New trucks that can better shelter firefighters trapped in a firestorm, as well as high-tech cameras and hundreds of new volunteers, are set to boost South Australia’s defences ahead of the next summer bushfire season.
- The SA Government is spending almost $100 million to prepare for the next bushfire season
- New trucks and thermal-imaging equipment will help protect firefighters and the public
- Past bushfire reviews have made recommendations governments have not implemented
The Montacute Country Fire Service station, in the Adelaide Hills, this week received a new dual-cab fire truck, capable of more effectively sheltering firefighters trapped in a blaze.
It is one of 25 new trucks to be delivered to South Australian CFS stations this year.
Thermal-imaging cameras capable of detecting missing people and alerting crews to hidden fire dangers will be delivered to each of the state’s country fire stations.
Six hundred new volunteers have also been recruited to join the firefighting effort this coming bushfire season.
The new equipment is part of a $97.5 million spend by the South Australian Government in response to the Keelty Report into the last bushfire season.
Former Australian Federal Police commissioner Mick Keelty’s report found there needed to be a significant financial investment to properly equip brigades for the 2020-21 season.
New trucks to protect trapped firefighters
SA Country Fire Service chief officer Mark Jones said he was pleased to see what he described as “modern trucks” coming into the fleet.
“Getting rid of those single cab [vehicles] will be a major step forward,” he said.
“This is a significant investment in the safety of the citizens of South Australia and of our firefighters.”
He said there were more than 800 fire trucks in South Australia.
Replacing all single-cab trucks with dual-cabs would make volunteers safer on the fire ground, he said.
Montacute CFS captain Steve Golding said he was extremely pleased to receive the new truck ahead of this year’s season.
He said it featured breathing equipment that would protect firefighters against noxious fumes and it also included better pumps, more water outlets and greater capacity to hold water.
“It’s a significant advantage from what we previously had,” he said.
Thermal-imaging cameras to detect hidden dangers, missing people
Mr Golding said the new thermal-imaging camera delivered to his station would help detect hidden hot spots and prevent spot fires.
He said his firefighters had to scramble following the Cudlee Creek bushfire last year because they did not have the equipment to detect hidden smouldering matter.
“We were at Cudlee Creek eight days after the fire broke out,” he recalled.
“Come the afternoon when it heated up and the wind came up, and suddenly there’s all these spot fires everywhere.
“If we’d had a camera it would have been much easier.”
CFS chief officer Jones said the cameras were also useful because they could detect missing people in buildings.
Governments ‘failed to implement previous recommendations’
A key observation from the Keelty Report was that South Australian governments had failed to implement recommendations from successive reviews into bushfires in the state.
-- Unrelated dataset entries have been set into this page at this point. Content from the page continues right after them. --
//! Client infrastructure for the Marquee movie-catalog application.
//!
//! The crate is split along the same seams as the app it serves:
//!
//! - [`api_client`] — the remote data gateway; typed HTTP calls against the
//!   catalog service with bearer auth and an optional session identifier.
//! - [`aggregator`] — incremental paginated list aggregation with
//!   de-duplication and a single-flight fetch guard.
//! - [`session`] — request-token/browser-approval/session-exchange flow and
//!   the persisted session identifier.
//! - [`services`] — constructor-injected service traits the view layer
//!   consumes; failures collapse to `Option`/empty defaults there.
//! - [`state`] — explicit application state with load-on-start /
//!   save-on-change persistence.

pub mod aggregator;
pub mod api_client;
pub mod config;
pub mod error;
pub mod routes;
pub mod services;
pub mod session;
pub mod state;

pub use aggregator::{FailurePolicy, ListAggregator};
pub use api_client::CatalogClient;
pub use config::ClientConfig;
pub use error::{ClientError, ClientResult};
pub use session::{AuthFlow, Authorizer, SessionStorage};
pub use state::{AppState, AppStateStore, Theme};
“This review notes that there have been many previous reviews and inquiries into bushfires in South Australia [but] not all the recommendations accepted by government have been audited for implementation,” it reads.
Emergency Services Minister Vincent Tarzia said the Marshall Government was working quickly address Mr Keelty’s recommendations.
He said the Government had learned from the devastation of the 2019-20 bushfire season.
“The Keelty Review was completed, and actions taken immediately, so we can better manage bushfires and the impact they have on our communities,” Mr Tarzia said.
“The Marshall Liberal Government’s action plan is already equipping South Australia with state-of-the-art equipment and resources in preparation for future fire threats.”
He added that the Government was hoping to establish a “permanent, paid resource” on Kangaroo Island — which was ravaged by bushfires over December and January — “hopefully this bushfire season”.